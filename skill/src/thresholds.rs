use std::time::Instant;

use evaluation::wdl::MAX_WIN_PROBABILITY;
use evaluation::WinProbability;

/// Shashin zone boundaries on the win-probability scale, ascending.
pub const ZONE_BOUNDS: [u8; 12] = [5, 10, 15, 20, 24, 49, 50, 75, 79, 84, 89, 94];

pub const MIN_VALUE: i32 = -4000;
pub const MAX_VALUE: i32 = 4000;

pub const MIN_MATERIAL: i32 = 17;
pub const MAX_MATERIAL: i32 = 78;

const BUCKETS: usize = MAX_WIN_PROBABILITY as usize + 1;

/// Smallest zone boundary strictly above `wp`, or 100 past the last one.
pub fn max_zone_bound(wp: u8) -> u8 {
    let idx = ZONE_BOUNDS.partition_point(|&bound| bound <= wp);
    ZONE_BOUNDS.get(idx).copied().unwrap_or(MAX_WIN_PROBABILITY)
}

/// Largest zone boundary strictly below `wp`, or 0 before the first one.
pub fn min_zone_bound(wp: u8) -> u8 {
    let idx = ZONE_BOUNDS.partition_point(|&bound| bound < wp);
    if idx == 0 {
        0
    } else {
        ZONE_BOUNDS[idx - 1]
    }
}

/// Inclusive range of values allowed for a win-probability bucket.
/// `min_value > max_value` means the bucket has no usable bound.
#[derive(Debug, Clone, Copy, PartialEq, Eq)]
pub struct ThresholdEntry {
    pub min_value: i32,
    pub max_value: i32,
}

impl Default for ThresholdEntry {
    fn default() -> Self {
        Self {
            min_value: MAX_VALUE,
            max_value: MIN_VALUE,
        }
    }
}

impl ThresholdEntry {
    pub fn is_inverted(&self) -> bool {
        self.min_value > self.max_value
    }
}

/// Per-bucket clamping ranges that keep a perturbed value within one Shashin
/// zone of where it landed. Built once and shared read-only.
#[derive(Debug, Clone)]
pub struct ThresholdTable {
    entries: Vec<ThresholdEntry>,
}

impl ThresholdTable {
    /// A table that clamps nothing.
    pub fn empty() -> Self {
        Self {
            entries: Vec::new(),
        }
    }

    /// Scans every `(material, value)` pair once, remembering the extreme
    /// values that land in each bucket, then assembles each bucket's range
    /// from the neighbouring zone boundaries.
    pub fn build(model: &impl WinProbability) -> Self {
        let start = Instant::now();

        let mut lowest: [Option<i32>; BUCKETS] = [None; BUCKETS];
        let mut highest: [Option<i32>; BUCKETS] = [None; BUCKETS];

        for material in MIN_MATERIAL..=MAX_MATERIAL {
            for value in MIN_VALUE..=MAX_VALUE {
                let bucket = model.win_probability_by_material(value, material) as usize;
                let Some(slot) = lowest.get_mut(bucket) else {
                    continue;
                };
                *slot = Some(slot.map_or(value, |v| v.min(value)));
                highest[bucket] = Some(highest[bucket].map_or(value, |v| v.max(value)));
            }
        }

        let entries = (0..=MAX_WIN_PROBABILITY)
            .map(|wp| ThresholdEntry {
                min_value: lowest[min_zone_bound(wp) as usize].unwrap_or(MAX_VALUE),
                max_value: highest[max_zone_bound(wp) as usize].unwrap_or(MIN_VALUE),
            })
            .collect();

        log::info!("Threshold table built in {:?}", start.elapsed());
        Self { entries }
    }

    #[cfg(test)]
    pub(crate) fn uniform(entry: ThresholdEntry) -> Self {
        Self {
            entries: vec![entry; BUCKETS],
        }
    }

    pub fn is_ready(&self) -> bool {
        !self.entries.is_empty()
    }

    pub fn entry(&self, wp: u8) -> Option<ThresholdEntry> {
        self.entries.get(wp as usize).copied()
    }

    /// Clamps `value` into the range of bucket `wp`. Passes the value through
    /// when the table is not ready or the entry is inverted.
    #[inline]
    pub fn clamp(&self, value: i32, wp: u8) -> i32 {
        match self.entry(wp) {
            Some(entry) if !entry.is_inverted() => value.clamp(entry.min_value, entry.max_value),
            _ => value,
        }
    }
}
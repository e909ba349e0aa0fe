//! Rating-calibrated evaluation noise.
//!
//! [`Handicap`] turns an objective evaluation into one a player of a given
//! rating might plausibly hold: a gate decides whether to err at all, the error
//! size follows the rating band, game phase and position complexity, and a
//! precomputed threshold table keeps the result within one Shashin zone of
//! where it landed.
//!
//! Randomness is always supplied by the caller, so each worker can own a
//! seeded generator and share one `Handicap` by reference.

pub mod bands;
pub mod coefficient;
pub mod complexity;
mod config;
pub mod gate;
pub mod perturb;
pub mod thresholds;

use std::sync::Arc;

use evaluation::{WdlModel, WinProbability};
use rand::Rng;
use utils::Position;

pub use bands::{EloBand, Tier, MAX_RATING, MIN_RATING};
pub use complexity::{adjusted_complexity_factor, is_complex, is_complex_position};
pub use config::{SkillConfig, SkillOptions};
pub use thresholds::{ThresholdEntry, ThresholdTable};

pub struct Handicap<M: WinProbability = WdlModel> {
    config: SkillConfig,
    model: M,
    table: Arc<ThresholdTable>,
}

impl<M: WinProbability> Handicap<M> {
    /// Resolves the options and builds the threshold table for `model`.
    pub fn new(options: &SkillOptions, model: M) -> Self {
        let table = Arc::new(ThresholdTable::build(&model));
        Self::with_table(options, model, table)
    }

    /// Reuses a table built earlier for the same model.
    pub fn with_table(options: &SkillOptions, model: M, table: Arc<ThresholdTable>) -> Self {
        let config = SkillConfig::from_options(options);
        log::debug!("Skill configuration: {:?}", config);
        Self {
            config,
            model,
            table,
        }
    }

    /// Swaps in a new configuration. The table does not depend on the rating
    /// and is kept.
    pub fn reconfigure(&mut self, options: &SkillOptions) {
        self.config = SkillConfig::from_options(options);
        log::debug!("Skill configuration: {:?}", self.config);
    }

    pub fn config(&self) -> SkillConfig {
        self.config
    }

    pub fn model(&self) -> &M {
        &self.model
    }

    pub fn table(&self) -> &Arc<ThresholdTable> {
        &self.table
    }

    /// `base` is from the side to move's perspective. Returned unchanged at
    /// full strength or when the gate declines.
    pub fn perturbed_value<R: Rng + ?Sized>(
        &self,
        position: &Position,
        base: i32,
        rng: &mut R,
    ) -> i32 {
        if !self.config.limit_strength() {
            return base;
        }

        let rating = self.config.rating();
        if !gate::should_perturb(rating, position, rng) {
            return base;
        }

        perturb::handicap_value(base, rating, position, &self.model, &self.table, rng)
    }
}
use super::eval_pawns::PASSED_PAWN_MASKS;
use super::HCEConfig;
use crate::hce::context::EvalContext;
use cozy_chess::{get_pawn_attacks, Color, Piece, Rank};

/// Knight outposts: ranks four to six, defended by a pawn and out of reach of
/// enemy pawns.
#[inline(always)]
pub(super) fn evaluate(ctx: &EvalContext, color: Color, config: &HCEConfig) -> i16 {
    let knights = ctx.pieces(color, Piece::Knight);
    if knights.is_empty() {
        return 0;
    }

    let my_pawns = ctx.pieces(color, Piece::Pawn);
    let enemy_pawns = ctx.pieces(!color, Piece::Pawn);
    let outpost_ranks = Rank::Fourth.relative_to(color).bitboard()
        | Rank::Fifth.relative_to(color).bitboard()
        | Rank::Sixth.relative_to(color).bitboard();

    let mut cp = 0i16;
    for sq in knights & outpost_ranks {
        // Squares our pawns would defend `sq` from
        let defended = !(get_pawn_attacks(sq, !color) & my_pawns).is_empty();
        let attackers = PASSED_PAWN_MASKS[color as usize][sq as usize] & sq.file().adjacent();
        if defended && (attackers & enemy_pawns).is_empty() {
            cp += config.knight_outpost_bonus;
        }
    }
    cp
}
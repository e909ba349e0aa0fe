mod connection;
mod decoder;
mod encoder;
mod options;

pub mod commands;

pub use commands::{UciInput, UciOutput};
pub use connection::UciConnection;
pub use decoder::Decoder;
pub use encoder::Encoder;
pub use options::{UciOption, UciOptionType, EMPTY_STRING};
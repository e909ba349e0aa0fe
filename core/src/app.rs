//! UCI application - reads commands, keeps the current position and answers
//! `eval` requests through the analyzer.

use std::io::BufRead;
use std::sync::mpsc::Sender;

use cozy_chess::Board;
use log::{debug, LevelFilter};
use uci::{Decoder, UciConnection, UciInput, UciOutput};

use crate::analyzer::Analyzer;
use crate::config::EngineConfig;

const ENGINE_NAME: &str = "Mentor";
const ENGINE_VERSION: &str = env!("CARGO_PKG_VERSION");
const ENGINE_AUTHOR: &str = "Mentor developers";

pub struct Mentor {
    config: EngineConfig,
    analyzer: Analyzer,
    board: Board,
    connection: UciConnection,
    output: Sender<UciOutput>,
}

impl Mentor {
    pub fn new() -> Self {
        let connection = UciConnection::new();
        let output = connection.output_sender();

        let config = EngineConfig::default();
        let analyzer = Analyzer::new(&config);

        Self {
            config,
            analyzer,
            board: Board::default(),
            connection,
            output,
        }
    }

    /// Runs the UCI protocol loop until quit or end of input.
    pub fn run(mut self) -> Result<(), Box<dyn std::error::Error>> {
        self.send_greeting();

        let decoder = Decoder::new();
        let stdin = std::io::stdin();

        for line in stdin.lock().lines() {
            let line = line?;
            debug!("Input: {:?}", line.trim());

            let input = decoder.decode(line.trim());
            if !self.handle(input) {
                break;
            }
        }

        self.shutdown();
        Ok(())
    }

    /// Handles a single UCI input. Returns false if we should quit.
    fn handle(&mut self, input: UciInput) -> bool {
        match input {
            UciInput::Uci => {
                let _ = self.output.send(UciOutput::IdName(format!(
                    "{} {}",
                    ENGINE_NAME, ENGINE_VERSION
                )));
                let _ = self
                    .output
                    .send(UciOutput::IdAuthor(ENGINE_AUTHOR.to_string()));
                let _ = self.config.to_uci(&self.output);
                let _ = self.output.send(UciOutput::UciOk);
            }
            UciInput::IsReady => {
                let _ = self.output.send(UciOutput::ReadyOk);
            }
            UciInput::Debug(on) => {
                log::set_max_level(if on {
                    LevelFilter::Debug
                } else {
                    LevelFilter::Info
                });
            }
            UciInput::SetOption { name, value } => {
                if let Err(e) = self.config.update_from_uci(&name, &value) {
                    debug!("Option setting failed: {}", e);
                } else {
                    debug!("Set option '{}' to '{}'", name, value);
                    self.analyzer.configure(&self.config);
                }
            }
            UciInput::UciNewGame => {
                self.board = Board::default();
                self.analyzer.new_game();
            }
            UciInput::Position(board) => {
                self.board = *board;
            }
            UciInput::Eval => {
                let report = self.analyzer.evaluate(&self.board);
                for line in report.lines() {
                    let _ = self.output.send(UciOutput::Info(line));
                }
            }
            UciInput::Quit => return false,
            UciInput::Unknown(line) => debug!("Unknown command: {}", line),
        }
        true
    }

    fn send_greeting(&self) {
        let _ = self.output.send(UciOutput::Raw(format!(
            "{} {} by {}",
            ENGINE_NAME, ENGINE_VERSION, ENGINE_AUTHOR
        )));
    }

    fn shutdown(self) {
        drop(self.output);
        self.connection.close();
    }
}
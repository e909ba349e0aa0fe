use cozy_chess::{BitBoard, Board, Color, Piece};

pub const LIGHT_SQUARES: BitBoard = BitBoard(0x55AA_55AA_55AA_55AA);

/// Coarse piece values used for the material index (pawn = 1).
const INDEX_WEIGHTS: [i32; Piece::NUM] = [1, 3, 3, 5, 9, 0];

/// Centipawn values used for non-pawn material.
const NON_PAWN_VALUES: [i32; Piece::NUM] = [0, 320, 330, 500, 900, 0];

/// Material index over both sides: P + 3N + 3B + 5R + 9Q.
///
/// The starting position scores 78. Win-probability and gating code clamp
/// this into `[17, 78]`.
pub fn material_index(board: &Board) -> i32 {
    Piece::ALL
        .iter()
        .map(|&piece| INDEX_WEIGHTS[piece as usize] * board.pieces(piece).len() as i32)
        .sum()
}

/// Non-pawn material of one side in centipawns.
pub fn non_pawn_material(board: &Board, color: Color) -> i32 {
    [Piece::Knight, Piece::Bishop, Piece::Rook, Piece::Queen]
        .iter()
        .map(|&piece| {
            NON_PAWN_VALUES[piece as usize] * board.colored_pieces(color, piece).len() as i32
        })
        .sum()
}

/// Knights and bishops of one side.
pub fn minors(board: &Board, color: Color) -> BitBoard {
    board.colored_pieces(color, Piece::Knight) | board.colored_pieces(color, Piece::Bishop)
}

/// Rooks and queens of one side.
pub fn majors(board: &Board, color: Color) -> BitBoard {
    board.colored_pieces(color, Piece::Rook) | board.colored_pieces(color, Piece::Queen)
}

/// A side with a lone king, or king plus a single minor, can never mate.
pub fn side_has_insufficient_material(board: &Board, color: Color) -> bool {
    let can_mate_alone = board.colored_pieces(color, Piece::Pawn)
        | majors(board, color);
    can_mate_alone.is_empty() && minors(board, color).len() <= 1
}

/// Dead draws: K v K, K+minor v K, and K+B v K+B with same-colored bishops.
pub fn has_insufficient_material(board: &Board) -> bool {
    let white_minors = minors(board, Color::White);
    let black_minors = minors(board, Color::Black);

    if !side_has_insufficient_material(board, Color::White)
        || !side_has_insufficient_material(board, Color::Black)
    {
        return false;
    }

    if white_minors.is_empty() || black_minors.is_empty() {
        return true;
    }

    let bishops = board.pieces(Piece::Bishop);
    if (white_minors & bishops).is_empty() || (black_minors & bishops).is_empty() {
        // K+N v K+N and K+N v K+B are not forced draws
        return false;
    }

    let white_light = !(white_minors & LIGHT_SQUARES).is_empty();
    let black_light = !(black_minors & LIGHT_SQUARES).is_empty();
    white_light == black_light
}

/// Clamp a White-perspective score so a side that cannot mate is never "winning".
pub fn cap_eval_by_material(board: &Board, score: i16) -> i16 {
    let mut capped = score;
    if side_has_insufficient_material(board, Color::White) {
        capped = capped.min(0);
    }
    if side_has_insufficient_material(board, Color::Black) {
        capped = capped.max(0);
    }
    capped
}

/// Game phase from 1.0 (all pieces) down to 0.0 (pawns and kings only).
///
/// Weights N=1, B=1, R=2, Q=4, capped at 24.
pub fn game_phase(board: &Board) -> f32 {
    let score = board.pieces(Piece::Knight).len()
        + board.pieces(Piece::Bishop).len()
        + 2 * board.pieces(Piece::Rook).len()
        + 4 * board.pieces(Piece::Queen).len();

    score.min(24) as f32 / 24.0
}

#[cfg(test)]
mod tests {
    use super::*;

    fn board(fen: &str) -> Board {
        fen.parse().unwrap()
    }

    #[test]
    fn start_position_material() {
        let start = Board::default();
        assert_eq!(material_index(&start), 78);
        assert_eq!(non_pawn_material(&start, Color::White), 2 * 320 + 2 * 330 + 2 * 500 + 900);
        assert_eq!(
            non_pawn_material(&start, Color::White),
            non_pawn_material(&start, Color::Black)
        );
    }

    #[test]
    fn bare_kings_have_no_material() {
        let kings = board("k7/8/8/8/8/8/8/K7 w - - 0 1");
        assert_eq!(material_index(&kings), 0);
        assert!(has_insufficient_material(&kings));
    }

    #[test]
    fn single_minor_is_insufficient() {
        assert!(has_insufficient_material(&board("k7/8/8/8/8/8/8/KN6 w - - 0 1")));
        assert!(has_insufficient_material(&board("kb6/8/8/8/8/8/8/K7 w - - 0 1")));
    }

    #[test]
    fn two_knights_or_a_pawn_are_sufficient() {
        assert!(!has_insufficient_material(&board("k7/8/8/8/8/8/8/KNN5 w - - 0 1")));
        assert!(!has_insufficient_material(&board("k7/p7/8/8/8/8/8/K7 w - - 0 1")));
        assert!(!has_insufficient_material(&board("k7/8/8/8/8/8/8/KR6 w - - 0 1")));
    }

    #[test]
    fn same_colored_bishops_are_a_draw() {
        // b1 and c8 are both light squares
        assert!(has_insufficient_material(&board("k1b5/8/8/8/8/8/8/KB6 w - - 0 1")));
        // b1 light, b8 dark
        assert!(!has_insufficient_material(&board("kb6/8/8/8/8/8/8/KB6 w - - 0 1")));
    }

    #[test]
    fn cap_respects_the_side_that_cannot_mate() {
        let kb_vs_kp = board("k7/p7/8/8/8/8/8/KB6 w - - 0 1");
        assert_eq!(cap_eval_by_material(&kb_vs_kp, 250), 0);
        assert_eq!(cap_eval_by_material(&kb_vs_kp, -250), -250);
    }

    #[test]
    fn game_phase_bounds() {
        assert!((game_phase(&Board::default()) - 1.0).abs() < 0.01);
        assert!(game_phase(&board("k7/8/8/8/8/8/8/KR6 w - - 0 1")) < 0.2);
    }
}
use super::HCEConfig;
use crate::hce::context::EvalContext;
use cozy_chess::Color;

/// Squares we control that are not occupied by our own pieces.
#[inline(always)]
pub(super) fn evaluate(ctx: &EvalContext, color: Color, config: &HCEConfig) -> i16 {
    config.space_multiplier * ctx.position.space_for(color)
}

[Action item]
Set down, exactly as they appear, the lines above from the first one to the line that holds "pub fn is_inverted(&self)", both included, please, and no others.

[Task output]
filename skill/src/thresholds.rs
use std::time::Instant;

use evaluation::wdl::MAX_WIN_PROBABILITY;
use evaluation::WinProbability;

/// Shashin zone boundaries on the win-probability scale, ascending.
pub const ZONE_BOUNDS: [u8; 12] = [5, 10, 15, 20, 24, 49, 50, 75, 79, 84, 89, 94];

pub const MIN_VALUE: i32 = -4000;
pub const MAX_VALUE: i32 = 4000;

pub const MIN_MATERIAL: i32 = 17;
pub const MAX_MATERIAL: i32 = 78;

const BUCKETS: usize = MAX_WIN_PROBABILITY as usize + 1;

/// Smallest zone boundary strictly above `wp`, or 100 past the last one.
pub fn max_zone_bound(wp: u8) -> u8 {
    let idx = ZONE_BOUNDS.partition_point(|&bound| bound <= wp);
    ZONE_BOUNDS.get(idx).copied().unwrap_or(MAX_WIN_PROBABILITY)
}

/// Largest zone boundary strictly below `wp`, or 0 before the first one.
pub fn min_zone_bound(wp: u8) -> u8 {
    let idx = ZONE_BOUNDS.partition_point(|&bound| bound < wp);
    if idx == 0 {
        0
    } else {
        ZONE_BOUNDS[idx - 1]
    }
}

/// Inclusive range of values allowed for a win-probability bucket.
/// `min_value > max_value` means the bucket has no usable bound.
#[derive(Debug, Clone, Copy, PartialEq, Eq)]
pub struct ThresholdEntry {
    pub min_value: i32,
    pub max_value: i32,
}

impl Default for ThresholdEntry {
    fn default() -> Self {
        Self {
            min_value: MAX_VALUE,
            max_value: MIN_VALUE,
        }
    }
}

impl ThresholdEntry {
    pub fn is_inverted(&self) -> bool {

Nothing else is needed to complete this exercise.